Coinvolgimento delle donne nello sviluppo dell'IA
Un altro passo fondamentale è aumentare la presenza femminile nel settore tecnologico e in particolare nello sviluppo dell'IA. Maggiore diversità nei team di sviluppo significa una maggiore attenzione a potenziali bias. Esistono numerose iniziative che mirano a supportare le donne nella tecnologia, come SheTech, che offrono risorse e formazione per avvicinare le donne a queste professioni.
Verso l’inclusione
Negli ultimi anni, alcune iniziative e best case hanno mostrato come l’intelligenza artificiale possa diventare uno strumento più inclusivo grazie al contributo delle donne. Ad esempio, IBM ha lanciato il programma "AI for Social Impact" con team diversificati per sviluppare soluzioni etiche e ridurre i bias nei modelli di AI. Analogamente, Microsoft ha investito in percorsi di mentoring e formazione rivolti alle donne nel settore tech, facilitando il loro accesso a ruoli chiave nella progettazione e nell’implementazione di sistemi di intelligenza artificiale.
Inoltre, l’AI offre opportunità molto in linea con le competenze su cui le donne sono di solito molto ferrate come il pensiero analitico, la comunicazione e alla gestione delle relazioni. Eccone alcune:
- Data Scientist e analista dei dati: ruoli fondamentali per identificare e correggere bias nei dataset;
- Ethics officer (responsabile etico-sociale) nell’AI: una figura emergente che si occupa di garantire che i modelli rispettino i principi di equità e inclusività;
- UX Designer specializzata in AI: dove l'empatia e la comprensione dell’esperienza utente sono cruciali per progettare interazioni che evitino stereotipi di genere;
- Responsabili della governance AI: esperte che definiscono policy aziendali per un utilizzo etico dell’intelligenza artificiale.
Inoltre, progetti come quelli promossi da Women in AI, una community globale, e adesso anche italiana, che supporta la leadership femminile nel settore, dimostrano come una maggiore presenza di donne possa arricchire l’approccio etico e creativo nella tecnologia.
Con sempre più donne che entrano in questi ruoli e guidano team diversificati, l’intelligenza artificiale può davvero trasformarsi in uno strumento capace di rispecchiare e rispettare l’intera società.
Tutta un’altra storia
L'intelligenza artificiale offre opportunità straordinarie, anche se il suo sviluppo deve essere accompagnato da un impegno costante per evitare di amplificare gli stereotipi di genere e le disuguaglianze esistenti.
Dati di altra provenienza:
//! RankRelay Proxy — orchestration.
//!
//! Wires server, codex, model, and db into the five tracked pipelines and
//! exposes the proxy lifecycle to the binary and to tests.

pub mod pipelines;
pub mod proxy;
pub mod tracker;

pub use pipelines::Pipelines;
pub use proxy::Proxy;
pub use tracker::Tracker;
//! In-memory feedback store, for tests and ephemeral runs.

use std::collections::HashMap;

use async_trait::async_trait;
use parking_lot::Mutex;
use serde_json::{json, Value};

use rankrelay_core::{CallId, Choices, Cid, Error, Labels, Qid, Query, Result, StatusMap};

use crate::db::{Db, LapBoard};

#[derive(Default)]
struct MemInner {
    next_qid: i64,
    next_cid: i64,
    saved: HashMap<i64, SavedQuery>,
}

struct SavedQuery {
    text: String,
    choices: Vec<(i64, Value)>,
}

/// Feedback store that keeps everything in process memory.
#[derive(Default)]
pub struct MemDb {
    inner: Mutex<MemInner>,
    laps: LapBoard,
}

impl MemDb {
    pub fn new() -> Self {
        Self::default()
    }
}

#[async_trait]
impl Db for MemDb {
    fn name(&self) -> &'static str {
        "MemDb"
    }

    async fn save(&self, query: &Query, choices: &Choices) -> Result<(Qid, Vec<Cid>)> {
        let mut inner = self.inner.lock();
        inner.next_qid += 1;
        let qid = inner.next_qid;
        let mut stored = Vec::with_capacity(choices.len());
        let mut cids = Vec::with_capacity(choices.len());
        for choice in choices {
            inner.next_cid += 1;
            stored.push((inner.next_cid, choice.clone()));
            cids.push(Cid(inner.next_cid));
        }
        inner.saved.insert(
            qid,
            SavedQuery {
                text: query.0.clone(),
                choices: stored,
            },
        );
        Ok((Qid(qid), cids))
    }

    async fn get(&self, qid: Qid, cids: &[Cid]) -> Result<(Query, Choices, Labels)> {
        let inner = self.inner.lock();
        let saved = inner
            .saved
            .get(&qid.0)
            .ok_or_else(|| Error::Db(format!("unknown qid {}", qid.0)))?;
        for flagged in cids {
            if !saved.choices.iter().any(|(cid, _)| *cid == flagged.0) {
                return Err(Error::Db(format!(
                    "cid {} does not belong to qid {}",
                    flagged.0, qid.0
                )));
            }
        }
        let choices: Choices = saved.choices.iter().map(|(_, c)| c.clone()).collect();
        let labels = Labels(
            saved
                .choices
                .iter()
                .map(|(cid, _)| {
                    let flagged = cids.iter().any(|c| c.0 == *cid);
                    (Cid(*cid), if flagged { 1.0 } else { 0.0 })
                })
                .collect(),
        );
        Ok((Query(saved.text.clone()), choices, labels))
    }

    fn lap(&self, ms: f64, call: CallId) {
        self.laps.record(ms, call);
    }

    fn chain_state(&self, mut state: StatusMap) -> StatusMap {
        let inner = self.inner.lock();
        state.insert(
            self.name().to_string(),
            json!({
                "queries": inner.saved.len(),
                "choices": inner.saved.values().map(|s| s.choices.len()).sum::<usize>(),
                "laps": self.laps.fragment(),
            }),
        );
        state
    }
}

#[cfg(test)]
mod tests {
    use super::*;

    #[tokio::test]
    async fn save_assigns_fresh_ids() {
        let db = MemDb::new();
        let choices = vec![json!("a"), json!("b"), json!("c")];
        let (qid, cids) = db.save(&Query("q".into()), &choices).await.unwrap();
        assert_eq!(cids.len(), 3);
        let (qid2, cids2) = db.save(&Query("r".into()), &choices).await.unwrap();
        assert_ne!(qid, qid2);
        assert!(cids.iter().all(|c| !cids2.contains(c)));
    }

    #[tokio::test]
    async fn get_labels_flagged_choices() {
        let db = MemDb::new();
        let choices = vec![json!("a"), json!("b"), json!("c")];
        let (qid, cids) = db.save(&Query("q".into()), &choices).await.unwrap();
        let (query, loaded, labels) = db.get(qid, &[cids[1]]).await.unwrap();
        assert_eq!(query, Query("q".into()));
        assert_eq!(loaded, choices);
        assert_eq!(labels.label_for(cids[0]), Some(0.0));
        assert_eq!(labels.label_for(cids[1]), Some(1.0));
        assert_eq!(labels.label_for(cids[2]), Some(0.0));
    }

    #[tokio::test]
    async fn get_unknown_qid_fails() {
        let db = MemDb::new();
        assert!(db.get(Qid(99), &[]).await.is_err());
    }

    #[tokio::test]
    async fn get_rejects_foreign_cids() {
        let db = MemDb::new();
        let (qid, _) = db.save(&Query("q".into()), &vec![json!("a")]).await.unwrap();
        assert!(db.get(qid, &[Cid(999)]).await.is_err());
    }

    #[tokio::test]
    async fn laps_land_in_chain_state() {
        let db = MemDb::new();
        let call = CallId::new("EsCodex", "magnify");
        db.lap(4.0, call);
        db.lap(6.0, call);
        let state = db.chain_state(StatusMap::new());
        let laps = &state["MemDb"]["laps"]["EsCodex.magnify"];
        assert_eq!(laps["count"], json!(2));
        assert_eq!(laps["avg_ms"], json!(5.0));
        assert_eq!(laps["max_ms"], json!(6.0));
    }
}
Attraverso un uso consapevole dei dati, la promozione della diversità e la trasparenza negli algoritmi, possiamo costruire un futuro in cui la tecnologia rispetti e valorizzi ogni individuo, indipendentemente dal genere. Le donne hanno un ruolo fondamentale e attivo in questo processo e, con risorse adeguate e iniziative concrete, è possibile abbattere i muri dei pregiudizi di genere e non solo. Non si cambia dall’oggi al domani, è vero, ma è altrettanto vero che il futuro non è scritto. Possiamo, e dobbiamo, raccontare nuove storie per scrivere tutta un’altra storia e cambiare quella con la S maiuscola.